Knowing we were about to get hit with a storm today.... late yesterday morning I decided to mosey down to 7 Runs (Dead River) and kill a few hours. Just too nice a day to piddle around the house or downtown. With the river so high surprised to find four trailer rigs in the parking lot. Got the boat in the water about 10:30 and headed to a slough that runs from the old river over to Boynton Cutoff (Choctawhatchee River) through the woods. 

Stopped and fished a few places in the woods. Got two hefty bites. Almost lost a rig over the side in 10 ft. water. Catfish grabbed it. Manaaged to snag the butt just before it went overboard...did not hook the fish.... using J hook.
A little later on I landed a decent eater channel using a circle hook. Used shrimp soaked in menhaden oil for bait. The fish is on the stove right now in a big pot of catfish chowder.

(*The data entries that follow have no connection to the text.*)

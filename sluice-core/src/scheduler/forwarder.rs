//! Dispatch: how one node's emission becomes jobs for its subscribers.

use super::{GraphLayout, SharedState};
use crate::graph::OutRef;
use crate::queue::failover::FailoverQueue;
use crate::queue::shared::SharedEntry;
use crate::queue::{Job, JobQueue};
use sluice_types::node::ThreadId;
use sluice_types::types::Record;
use std::sync::atomic::Ordering;
use std::sync::Arc;

/// Handed to every `process` invocation: the thread's local queue, its
/// failover queue, and the routing fabric.
pub struct Forwarder {
    pub(crate) tid: ThreadId,
    pub(crate) local: JobQueue,
    pub(crate) failover: FailoverQueue,
    pub(crate) layout: Arc<GraphLayout>,
    pub(crate) shared: Arc<SharedState>,
    /// After the flush collapse, every chain is serviced locally.
    pub(crate) collapsed: bool,
}

impl Forwarder {
    /// Allocates a fresh record of `out`'s data type, carrying the
    /// outtype's emission label.
    pub fn record(&self, out: OutRef) -> Record {
        let ot = self.layout.outtype(out);
        let mut record = Record::new(ot.dtype.expect("outtype carries a data type"));
        if let Some(label) = ot.label {
            record.add_label(label);
        }
        record
    }

    /// True when `record` is the synthesized flush terminator.
    pub fn is_flush(&self, record: &Record) -> bool {
        record.dtype() == self.layout.flush_dtype
    }

    /// Whether anything subscribes to `out`; lets producers skip work
    /// for unconsumed outtypes.
    pub fn has_subscribers(&self, out: OutRef) -> bool {
        self.layout.outtype(out).has_subscribers()
    }

    /// Emits `record` on `out`: one job for the local subscriber chain,
    /// one push per matching external subscriber. Consumes the caller's
    /// reference; returns whether any subscriber existed.
    pub fn emit(&mut self, out: OutRef, record: Record) -> bool {
        let (local_head, ext_head) = {
            let ot = self.layout.outtype(out);
            (ot.local_head, ot.ext_head)
        };
        let mut any = false;

        if let Some(head) = local_head {
            any = true;
            self.local.push(Job {
                record: record.clone(),
                chain: head,
            });
        }
        if let Some(head) = ext_head {
            any = true;
            if self.collapsed {
                // External chains were folded onto the flush thread;
                // filters are applied at job execution.
                self.local.push(Job {
                    record: record.clone(),
                    chain: head,
                });
            } else {
                let mut cur = Some(head);
                while let Some(sid) = cur {
                    let (matches, target, next) = {
                        let s = &self.layout.subs[sid.index()];
                        (
                            s.filter.map_or(true, |l| record.has_label(l)),
                            s.thread,
                            s.next,
                        )
                    };
                    if matches {
                        self.push_external(record.clone(), sid, target);
                    }
                    cur = next;
                }
            }
        }
        // The producer's own reference drops here, balancing the
        // allocation reference even when nothing subscribed.
        any
    }

    /// Cross-thread push. Acyclic edges block until the bounded push
    /// succeeds. A cycle edge that exhausts its retry budget diverts to
    /// this thread's failover queue; when the full-queue condition
    /// holds for every thread of some cycle at once, the graph
    /// additionally enters recovery mode, pausing sources until the
    /// failover queues drain.
    fn push_external(&mut self, record: Record, sub: crate::graph::SubId, target: ThreadId) {
        let queue = &self.shared.queues[target.index()];
        let in_cycle = self
            .shared
            .cycle
            .as_ref()
            .map_or(false, |c| c.thread_in_cycle[target.index()]);

        if !in_cycle {
            let mut entry = SharedEntry { record, sub };
            loop {
                match queue.push(entry) {
                    Ok(()) => return,
                    Err(back) => entry = back,
                }
            }
        }

        let cycle = self.shared.cycle.as_ref().expect("cycle state allocated");
        match queue.push(SharedEntry { record, sub }) {
            Ok(()) => {
                cycle.full[target.index()].store(false, Ordering::Release);
            }
            Err(entry) => {
                cycle.full[target.index()].store(true, Ordering::Release);
                if cycle.deadlock_exists() {
                    cycle.firehose.store(true, Ordering::Release);
                }
                self.shared
                    .recovery_entries
                    .fetch_add(1, Ordering::Relaxed);
                self.failover.push_back(entry.record, entry.sub);
            }
        }
    }
}
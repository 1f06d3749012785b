//! Thread-id remapping, thread-level cycle detection, and CPU
//! selection.

use super::ParseGraph;
use crate::errors::CompileError;
use crate::graph::{CompiledGraph, CycleTopology};
use crate::runtime::RuntimeOptions;
use petgraph::algo::tarjan_scc;
use petgraph::graph::DiGraph;
use sluice_types::ahash::AHashMap;
use sluice_types::log::info;
use sluice_types::node::ThreadId;

/// Compacts user-visible thread ids to a dense `[0, N)` space, in order
/// of first appearance.
pub(crate) fn remap(pg: &mut ParseGraph) -> Result<(), CompileError> {
    if pg.procs.is_empty() {
        return Err(CompileError::EmptyGraph);
    }
    let mut dense: AHashMap<u32, u16> = AHashMap::new();
    let mut order = Vec::new();
    for proc in &mut pg.procs {
        let next = dense.len() as u16;
        let id = *dense.entry(proc.user_tid).or_insert_with(|| {
            order.push(proc.user_tid);
            next
        });
        proc.thread = ThreadId(id);
    }
    pg.user_tids = order;
    pg.work_size = dense.len() as u16;
    if pg.work_size > 1 {
        info!("graph requires {} worker threads", pg.work_size);
    }
    Ok(())
}

/// Builds the thread-level digraph from the shared-queue writer matrix
/// and runs Tarjan's algorithm over it. Components of size >= 2 mark
/// their threads as cycle participants; those threads get failover
/// queues at startup.
pub(crate) fn detect_cycles(g: &mut CompiledGraph) {
    let ws = g.work_size as usize;
    if ws <= 1 {
        return;
    }
    let mut dg = DiGraph::<u16, ()>::new();
    let idx: Vec<_> = (0..ws as u16).map(|t| dg.add_node(t)).collect();
    for (consumer, writers) in g.writers.iter().enumerate() {
        for writer in writers {
            if *writer as usize != consumer {
                dg.add_edge(idx[*writer as usize], idx[consumer], ());
            }
        }
    }
    let sccs: Vec<Vec<u16>> = tarjan_scc(&dg)
        .into_iter()
        .filter(|c| c.len() >= 2)
        .map(|c| c.into_iter().map(|n| dg[n]).collect())
        .collect();

    if sccs.is_empty() {
        info!("no communication cycles among threads");
        return;
    }
    info!(
        "strongly connected thread components: {:?} ({} potential deadlock cycle{})",
        sccs,
        sccs.len(),
        if sccs.len() == 1 { "" } else { "s" }
    );
    let mut thread_in_cycle = vec![false; ws];
    for scc in &sccs {
        for t in scc {
            thread_in_cycle[*t as usize] = true;
        }
    }
    g.cycles = Some(CycleTopology {
        thread_in_cycle,
        sccs,
    });
}

/// Pins each dense thread to a physical core: the core list rotated by
/// the configured offset. Skipped entirely when pinning is disabled or
/// the platform reports no cores.
pub(crate) fn select_cpus(g: &mut CompiledGraph, opts: &RuntimeOptions) {
    if !opts.pin_cpus {
        return;
    }
    let Some(cores) = core_affinity::get_core_ids() else {
        return;
    };
    if cores.is_empty() {
        return;
    }
    let offset = opts.cpu_offset.unwrap_or(0);
    for t in 0..g.work_size as usize {
        g.thread_cpu[t] = Some(cores[(t + offset) % cores.len()].id);
    }
}
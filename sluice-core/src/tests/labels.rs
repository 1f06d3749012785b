//! Source-label gating: an edge with a filter label delivers only
//! records bearing that label.

use super::modules::{node, pipeline, registry_with, var, var_filtered, Collect, EvenOdd};
use crate::runtime::{Runtime, RuntimeOptions};
use std::sync::Arc;

#[test]
fn filter_label_gates_delivery() {
    let (values, _, collect) = Collect::new();
    let registry = registry_with(vec![Arc::new(EvenOdd), Arc::new(collect)]);
    let mut runtime = Runtime::new(registry, RuntimeOptions::default());

    let ast = vec![
        pipeline(
            vec![],
            vec![node(&["seq", "-n", "10"]), node(&["even_odd"])],
            vec![var("tagged")],
        ),
        pipeline(
            vec![var_filtered("tagged", "EVEN")],
            vec![node(&["collect_sink"])],
            vec![],
        ),
    ];
    runtime.execute(&ast).unwrap();

    assert_eq!(values.lock().clone(), vec![0, 2, 4, 6, 8]);
}

#[test]
fn unfiltered_consumer_sees_everything() {
    let (evens, _, even_sink) = Collect::new();
    let registry = registry_with(vec![Arc::new(EvenOdd), Arc::new(even_sink)]);
    let mut runtime = Runtime::new(registry, RuntimeOptions::default());

    let ast = vec![
        pipeline(
            vec![],
            vec![node(&["seq", "-n", "6"]), node(&["even_odd"])],
            vec![var("tagged")],
        ),
        pipeline(vec![var("tagged")], vec![node(&["collect_sink"])], vec![]),
    ];
    runtime.execute(&ast).unwrap();

    assert_eq!(evens.lock().clone(), vec![0, 1, 2, 3, 4, 5]);
}
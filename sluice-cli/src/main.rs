//! Driver glue: options, logging, signal handling, compile, run,
//! teardown.

mod args;

use args::Args;
use clap::Parser;
use sluice_core::compiler::{self, graphviz};
use sluice_core::module::ModuleRegistry;
use sluice_core::{request_exit, Runtime, RuntimeOptions};
use sluice_types::ast::Stmt;
use sluice_types::log::{error, info};
use std::fs::File;
use std::io::{BufWriter, Read};
use std::os::unix::io::AsRawFd;
use std::path::{Path, PathBuf};
use std::process::ExitCode;

const EXIT_SIGNALS: [i32; 4] = [
    signal_hook::consts::SIGINT,
    signal_hook::consts::SIGTERM,
    signal_hook::consts::SIGQUIT,
    signal_hook::consts::SIGABRT,
];

fn install_exit_handlers() -> std::io::Result<()> {
    for sig in EXIT_SIGNALS {
        // Only async-signal-safe work here: bump the counter, and on
        // the third delivery leave immediately.
        unsafe {
            signal_hook::low_level::register(sig, || {
                if request_exit() >= 3 {
                    libc::_exit(0);
                }
            })?;
        }
    }
    Ok(())
}

fn redirect_stderr(path: &Path) -> std::io::Result<()> {
    let file = File::create(path)?;
    let rc = unsafe { libc::dup2(file.as_raw_fd(), libc::STDERR_FILENO) };
    if rc < 0 {
        return Err(std::io::Error::last_os_error());
    }
    // The duplicated descriptor keeps the file open.
    std::mem::forget(file);
    Ok(())
}

fn env_or(flag: Option<PathBuf>, var: &str) -> Option<PathBuf> {
    flag.or_else(|| std::env::var_os(var).map(PathBuf::from))
}

fn load_ast(path: &Path) -> std::io::Result<Vec<Stmt>> {
    let mut text = String::new();
    File::open(path)?.read_to_string(&mut text)?;
    let parsed: Vec<Stmt> = sluice_types::serde_json::from_str(&text)
        .map_err(|e| std::io::Error::new(std::io::ErrorKind::InvalidData, e))?;
    Ok(parsed)
}

fn load_aliases(registry: &mut ModuleRegistry, path: &Path) -> std::io::Result<()> {
    let mut text = String::new();
    File::open(path)?.read_to_string(&mut text)?;
    for line in text.lines() {
        let line = line.trim();
        if line.is_empty() || line.starts_with('#') {
            continue;
        }
        if let Some((alias, target)) = line.split_once('=') {
            registry.add_alias(alias.trim(), target.trim());
        }
    }
    Ok(())
}

fn run(args: Args) -> Result<(), String> {
    if let Some(path) = &args.stderr_file {
        redirect_stderr(path).map_err(|e| format!("cannot redirect stderr: {e}"))?;
    }

    env_logger::Builder::from_env(
        env_logger::Env::default()
            .default_filter_or(if args.verbose { "debug" } else { "info" }),
    )
    .init();

    let mut config = args
        .graph_file
        .clone()
        .ok_or_else(|| "no graph file given (-F)".to_string())?;
    if !config.exists() {
        // Fall back to the config search path.
        if let Some(dir) = env_or(args.config_path.clone(), "SLUICE_CONFIG_PATH") {
            let candidate = dir.join(&config);
            if candidate.exists() {
                config = candidate;
            }
        }
    }
    let alias_path = env_or(args.alias_path.clone(), "SLUICE_ALIAS_PATH");
    // The datatype and proc search paths only matter for dynamically
    // loaded components; the static registry ignores them.
    let _datatype_path = env_or(args.datatype_path.clone(), "SLUICE_DATATYPE_PATH");
    let proc_path = env_or(args.proc_path.clone(), "SLUICE_PROC_PATH");

    let mut modules = ModuleRegistry::with_builtins();
    if let Some(path) = &alias_path {
        load_aliases(&mut modules, path).map_err(|e| format!("cannot read alias table: {e}"))?;
    }
    #[cfg(feature = "dynamic-modules")]
    if let Some(dir) = &proc_path {
        for entry in std::fs::read_dir(dir).map_err(|e| e.to_string())? {
            let path = entry.map_err(|e| e.to_string())?.path();
            if path.extension().is_some_and(|e| e == "so") {
                modules.load_dynamic(&path).map_err(|e| e.to_string())?;
                if args.keep_objects {
                    info!("keeping {} loaded for debuggers", path.display());
                }
            }
        }
    }
    #[cfg(not(feature = "dynamic-modules"))]
    let _ = (proc_path, args.keep_objects);

    let opts = RuntimeOptions {
        input_validate: args.input_validate,
        verbose: args.verbose,
        no_exit_flush: args.no_exit_flush,
        seed: args.seed.unwrap_or(0),
        loop_count: args.loop_count,
        cpu_offset: args.thread_offset,
        pin_cpus: !args.no_cpu_binding,
        table_stats: args.table_stats,
        ..RuntimeOptions::default()
    };

    let ast = load_ast(&config).map_err(|e| format!("cannot load graph: {e}"))?;
    let mut runtime = Runtime::new(modules, opts);

    let pg = compiler::parse_stage(&ast, &runtime.opts).map_err(|e| e.to_string())?;
    if let Some(path) = &args.graphviz_pre {
        let mut w = BufWriter::new(File::create(path).map_err(|e| e.to_string())?);
        graphviz::parse_graph_dot(&pg, &mut w).map_err(|e| e.to_string())?;
        info!("wrote parse graph to {}; exiting before execution", path.display());
        return Ok(());
    }

    let graph = compiler::compile_parsed(pg, &runtime.modules, &mut runtime.env, &runtime.opts)
        .map_err(|e| e.to_string())?;
    if let Some(path) = &args.graphviz_post {
        let mut w = BufWriter::new(File::create(path).map_err(|e| e.to_string())?);
        graphviz::compiled_dot(&graph, &runtime.env, &mut w).map_err(|e| e.to_string())?;
    }

    if let Some(path) = &args.pid_file {
        std::fs::write(path, format!("{}\n", std::process::id()))
            .map_err(|e| format!("cannot write pid file: {e}"))?;
    }

    install_exit_handlers().map_err(|e| format!("cannot install signal handlers: {e}"))?;

    let report = runtime.run(graph).map_err(|e| e.to_string())?;
    info!(
        "run complete: {} worker(s), {} cycle(s), {} recovery diversion(s)",
        report.work_size, report.detected_cycles, report.recovery_entries
    );

    if let Some(path) = &args.pid_file {
        let _ = std::fs::remove_file(path);
    }
    Ok(())
}

fn main() -> ExitCode {
    let args = Args::parse();
    match run(args) {
        Ok(()) => ExitCode::SUCCESS,
        Err(message) => {
            error!("{message}");
            eprintln!("sluice: {message}");
            ExitCode::FAILURE
        }
    }
}
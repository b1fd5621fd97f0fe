pub mod service;

use axum::{
    extract::{Query, State},
    http::{header, StatusCode},
    routing::get,
    Json, Router,
};
use chrono::{DateTime, Utc};
use serde::{Deserialize, Serialize};
use std::sync::Arc;
use uuid::Uuid;

use crate::shared::actor::Actor;
use crate::shared::state::AppState;

/// Closed action vocabulary. Wire values unknown to this build are carried
/// through as `Unknown` instead of being aliased to something else.
#[derive(Debug, Clone, PartialEq, Eq)]
pub enum AuditAction {
    Login,
    Logout,
    UserCreated,
    UserUpdated,
    UserDeactivated,
    ItemCreated,
    ItemUpdated,
    StatusChanged,
    ApprovalDecision,
    BudgetSaved,
    ReportGenerated,
    Unknown(String),
}

impl AuditAction {
    pub fn as_wire(&self) -> &str {
        match self {
            AuditAction::Login => "login",
            AuditAction::Logout => "logout",
            AuditAction::UserCreated => "user.created",
            AuditAction::UserUpdated => "user.updated",
            AuditAction::UserDeactivated => "user.deactivated",
            AuditAction::ItemCreated => "item.created",
            AuditAction::ItemUpdated => "item.updated",
            AuditAction::StatusChanged => "status.changed",
            AuditAction::ApprovalDecision => "approval.decision",
            AuditAction::BudgetSaved => "budget.saved",
            AuditAction::ReportGenerated => "report.generated",
            AuditAction::Unknown(raw) => raw,
        }
    }

    pub fn from_wire(raw: &str) -> Self {
        match raw {
            "login" => AuditAction::Login,
            "logout" => AuditAction::Logout,
            "user.created" => AuditAction::UserCreated,
            "user.updated" => AuditAction::UserUpdated,
            "user.deactivated" => AuditAction::UserDeactivated,
            "item.created" => AuditAction::ItemCreated,
            "item.updated" => AuditAction::ItemUpdated,
            "status.changed" => AuditAction::StatusChanged,
            "approval.decision" => AuditAction::ApprovalDecision,
            "budget.saved" => AuditAction::BudgetSaved,
            "report.generated" => AuditAction::ReportGenerated,
            other => {
                log::warn!("unknown audit action value {other:?} from backend");
                AuditAction::Unknown(other.to_string())
            }
        }
    }
}

impl Serialize for AuditAction {
    fn serialize<S: serde::Serializer>(&self, serializer: S) -> Result<S::Ok, S::Error> {
        serializer.serialize_str(self.as_wire())
    }
}

impl<'de> Deserialize<'de> for AuditAction {
    fn deserialize<D: serde::Deserializer<'de>>(deserializer: D) -> Result<Self, D::Error> {
        let raw = String::deserialize(deserializer)?;
        Ok(AuditAction::from_wire(&raw))
    }
}

#[derive(Debug, Clone, Serialize, Deserialize)]
#[serde(rename_all = "camelCase")]
pub struct AuditEvent {
    pub id: Uuid,
    pub action: AuditAction,
    pub details: String,
    pub actor_id: Option<Uuid>,
    pub actor_name: String,
    pub target_id: Option<Uuid>,
    pub timestamp: DateTime<Utc>,
}

#[derive(Debug, Clone, Default, Deserialize)]
pub struct AuditQuery {
    pub action: Option<String>,
    pub actor_id: Option<Uuid>,
    pub since: Option<DateTime<Utc>>,
    pub until: Option<DateTime<Utc>>,
    pub limit: Option<usize>,
}

impl AuditQuery {
    pub fn matches(&self, event: &AuditEvent) -> bool {
        if let Some(action) = &self.action {
            if event.action.as_wire() != action {
                return false;
            }
        }
        if let Some(actor_id) = self.actor_id {
            if event.actor_id != Some(actor_id) {
                return false;
            }
        }
        if let Some(since) = self.since {
            if event.timestamp < since {
                return false;
            }
        }
        if let Some(until) = self.until {
            if event.timestamp > until {
                return false;
            }
        }
        true
    }
}

/// Best-effort append invoked from every module's mutation path. A failed
/// audit write is logged, never surfaced to the caller whose mutation
/// already succeeded.
pub async fn record(
    state: &AppState,
    action: AuditAction,
    details: String,
    actor: &Actor,
    target_id: Option<Uuid>,
) {
    if let Err(e) = state
        .audit
        .record(action.clone(), details, actor, target_id)
        .await
    {
        log::error!("failed to record audit event {}: {e}", action.as_wire());
    }
}

pub async fn list_events(
    State(state): State<Arc<AppState>>,
    Query(query): Query<AuditQuery>,
) -> Json<Vec<AuditEvent>> {
    Json(state.audit.list(query).await)
}

pub async fn export_events(
    State(state): State<Arc<AppState>>,
    Query(query): Query<AuditQuery>,
) -> Result<([(header::HeaderName, &'static str); 1], Vec<u8>), (StatusCode, String)> {
    let events = state.audit.list(query).await;

    let mut writer = csv::Writer::from_writer(vec![]);
    writer
        .write_record(["ID", "Timestamp", "Action", "Actor", "Target", "Details"])
        .map_err(|e| (StatusCode::INTERNAL_SERVER_ERROR, format!("CSV error: {e}")))?;
    for event in events {
        writer
            .write_record([
                event.id.to_string(),
                event.timestamp.to_rfc3339(),
                event.action.as_wire().to_string(),
                event.actor_name,
                event.target_id.map(|t| t.to_string()).unwrap_or_default(),
                event.details,
            ])
            .map_err(|e| (StatusCode::INTERNAL_SERVER_ERROR, format!("CSV error: {e}")))?;
    }
    let bytes = writer
        .into_inner()
        .map_err(|e| (StatusCode::INTERNAL_SERVER_ERROR, format!("CSV error: {e}")))?;

    Ok(([(header::CONTENT_TYPE, "text/csv")], bytes))
}

pub fn configure_audit_routes() -> Router<Arc<AppState>> {
    Router::new()
        .route("/api/audit", get(list_events))
        .route("/api/audit/export", get(export_events))
}

#[cfg(test)]
mod tests {
    use super::*;

    #[test]
    fn action_wire_round_trip() {
        for action in [
            AuditAction::Login,
            AuditAction::Logout,
            AuditAction::UserCreated,
            AuditAction::UserUpdated,
            AuditAction::UserDeactivated,
            AuditAction::ApprovalDecision,
        ] {
            assert_eq!(AuditAction::from_wire(action.as_wire()), action);
        }
    }

    #[test]
    fn unknown_action_preserves_raw_value() {
        let action = AuditAction::from_wire("billing.invoiced");
        assert_eq!(action, AuditAction::Unknown("billing.invoiced".to_string()));
        assert_eq!(action.as_wire(), "billing.invoiced");
    }
}
use axum::Router;
use std::sync::Arc;
use tower_http::cors::CorsLayer;
use tower_http::trace::TraceLayer;

use crate::approvals::configure_approvals_routes;
use crate::audit::configure_audit_routes;
use crate::budgets::configure_budgets_routes;
use crate::clients::configure_clients_routes;
use crate::identity::configure_identity_routes;
use crate::intake::configure_intake_routes;
use crate::qa::configure_qa_routes;
use crate::reporting::configure_reporting_routes;
use crate::shared::state::AppState;

/// One router per module, merged here. Every route is mounted under /api and
/// carries the shared state handle.
pub fn build_router(state: Arc<AppState>) -> Router {
    Router::new()
        .merge(configure_identity_routes())
        .merge(configure_audit_routes())
        .merge(configure_intake_routes())
        .merge(configure_approvals_routes())
        .merge(configure_budgets_routes())
        .merge(configure_qa_routes())
        .merge(configure_clients_routes())
        .merge(configure_reporting_routes())
        .layer(TraceLayer::new_for_http())
        .layer(CorsLayer::permissive())
        .with_state(state)
}
//! Fixed, type-keyed checklist templates and the pure derivations over a
//! deliverable's completion map. Items are keyed `"{block}-{item}"` by
//! template position; the map stores booleans only.

use std::collections::HashMap;

use super::DeliverableKind;

#[derive(Debug, Clone, serde::Serialize)]
pub struct ChecklistBlock {
    pub title: &'static str,
    pub items: &'static [&'static str],
}

pub type ChecklistState = HashMap<String, bool>;

const SOFTWARE: &[ChecklistBlock] = &[
    ChecklistBlock {
        title: "Code quality",
        items: &[
            "Peer review approved",
            "Static analysis clean",
            "Branch merged to main",
        ],
    },
    ChecklistBlock {
        title: "Testing",
        items: &[
            "Unit tests green",
            "Regression pass on staging",
            "Cross-browser smoke test",
        ],
    },
    ChecklistBlock {
        title: "Release",
        items: &[
            "Deployment runbook updated",
            "Monitoring alerts configured",
            "Client sign-off recorded",
        ],
    },
];

const DESIGN: &[ChecklistBlock] = &[
    ChecklistBlock {
        title: "Source files",
        items: &[
            "Layers named and grouped",
            "Fonts licensed",
            "Assets exported at 1x and 2x",
        ],
    },
    ChecklistBlock {
        title: "Handoff",
        items: &["Specs annotated", "Prototype link shared"],
    },
    ChecklistBlock {
        title: "Brand",
        items: &["Palette matches brand kit", "Logo clearspace respected"],
    },
];

const REPORT: &[ChecklistBlock] = &[
    ChecklistBlock {
        title: "Data",
        items: &[
            "Figures reconciled with source",
            "Period totals spot-checked",
        ],
    },
    ChecklistBlock {
        title: "Narrative",
        items: &["Executive summary drafted", "Recommendations actionable"],
    },
    ChecklistBlock {
        title: "Delivery",
        items: &["PDF renders correctly", "Client distribution list confirmed"],
    },
];

pub fn template(kind: &DeliverableKind) -> &'static [ChecklistBlock] {
    match kind {
        DeliverableKind::Software => SOFTWARE,
        DeliverableKind::Design => DESIGN,
        DeliverableKind::Report => REPORT,
        DeliverableKind::Unknown(_) => &[],
    }
}

pub fn item_key(block: usize, item: usize) -> String {
    format!("{block}-{item}")
}

pub fn total_items(kind: &DeliverableKind) -> usize {
    template(kind).iter().map(|b| b.items.len()).sum()
}

pub fn checked_count(kind: &DeliverableKind, state: &ChecklistState) -> usize {
    template(kind)
        .iter()
        .enumerate()
        .flat_map(|(bi, block)| (0..block.items.len()).map(move |ii| item_key(bi, ii)))
        .filter(|key| state.get(key).copied().unwrap_or(false))
        .count()
}

pub fn progress(kind: &DeliverableKind, state: &ChecklistState) -> u32 {
    let total = total_items(kind);
    if total == 0 {
        return 0;
    }
    ((checked_count(kind, state) * 100) / total) as u32
}

pub fn is_complete(kind: &DeliverableKind, state: &ChecklistState) -> bool {
    let total = total_items(kind);
    total > 0 && checked_count(kind, state) == total
}

/// Flip one item. An absent key counts as unchecked, so the first toggle
/// checks it and a second toggle restores the original unchecked state.
pub fn toggle(state: &mut ChecklistState, key: &str) {
    let current = state.get(key).copied().unwrap_or(false);
    state.insert(key.to_string(), !current);
}

pub fn mark_all(kind: &DeliverableKind) -> ChecklistState {
    template(kind)
        .iter()
        .enumerate()
        .flat_map(|(bi, block)| (0..block.items.len()).map(move |ii| (item_key(bi, ii), true)))
        .collect()
}

#[cfg(test)]
mod tests {
    use super::*;

    fn kinds() -> [DeliverableKind; 3] {
        [
            DeliverableKind::Software,
            DeliverableKind::Design,
            DeliverableKind::Report,
        ]
    }

    #[test]
    fn mark_all_completes_every_template() {
        for kind in kinds() {
            let state = mark_all(&kind);
            assert_eq!(checked_count(&kind, &state), total_items(&kind));
            assert_eq!(progress(&kind, &state), 100);
            assert!(is_complete(&kind, &state));
        }
    }

    #[test]
    fn toggle_twice_is_an_involution() {
        let kind = DeliverableKind::Software;
        let mut state = ChecklistState::new();

        toggle(&mut state, "0-1");
        assert_eq!(checked_count(&kind, &state), 1);
        toggle(&mut state, "0-1");
        assert_eq!(checked_count(&kind, &state), 0);
        assert!(!is_complete(&kind, &state));
    }

    #[test]
    fn stray_keys_do_not_inflate_progress() {
        let kind = DeliverableKind::Design;
        let mut state = ChecklistState::new();
        state.insert("9-9".to_string(), true);
        assert_eq!(checked_count(&kind, &state), 0);
        assert_eq!(progress(&kind, &state), 0);
    }

    #[test]
    fn unknown_kind_has_an_empty_template() {
        let kind = DeliverableKind::Unknown("video".to_string());
        assert_eq!(total_items(&kind), 0);
        assert!(!is_complete(&kind, &ChecklistState::new()));
    }
}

As I was going into the slough met a guy coming out. He had a couple of whoppers laying in the boat...maybe 12 to 14 pounds. Said he had a good many smaller in his live well. Caught in the river and in the woods so he said. I don't doubt it...have seen this guy on the river before and know him to be a good fisherman 

Would have been a good time to make a really nice video of a long run through the swamp. I need to get some kind of tri-pod or something to hold my camera. Oh well, it's on my list.


----------



## The Hired Hand (Jun 27, 2016)

well written report. Thanks.


----------



## DLo (Oct 2, 2007)

Always good report, thanks.


----------



## Try'n Hard (Oct 23, 2008)

Great fish and report. Hate you missed the butt fish! How was the chowder?


----------



## FishWalton (Jul 22, 2010)

Try'n Hard said:


> Great fish and report. Hate you missed the butt fish! How was the chowder?


Thanks....that one fish at least broke the jinx. Previous 4 trips I never caught a fish. 
Chowder was very good on taste but too thick. First time using this reciepe. Next time I'll add more seasoning for heat and more chicken stock and heavy cream for more liquid.


----------



## FishWalton (Jul 22, 2010)

*Once again*

Went back to 7 Runs yesterday afternoon and the water had dropped about 18 inches since Saturday, but this will be short lived. Going back up today and will be over 10 ft. for a few days. 

Fished the same slough as Saturday and ran into the same guy we met Saturday. He had a good mess of catfish but not the whoppers he had Satuday. Said he was using Zeto soap this trip and doing OK with it 

So happend I had some of that soap but it didn't produce. Shrimp/oil worked a little. We ended up with 3 small cats. I lost a really good fish due to faulty knot on 3/0 hook. Hook came off. My fault.


----------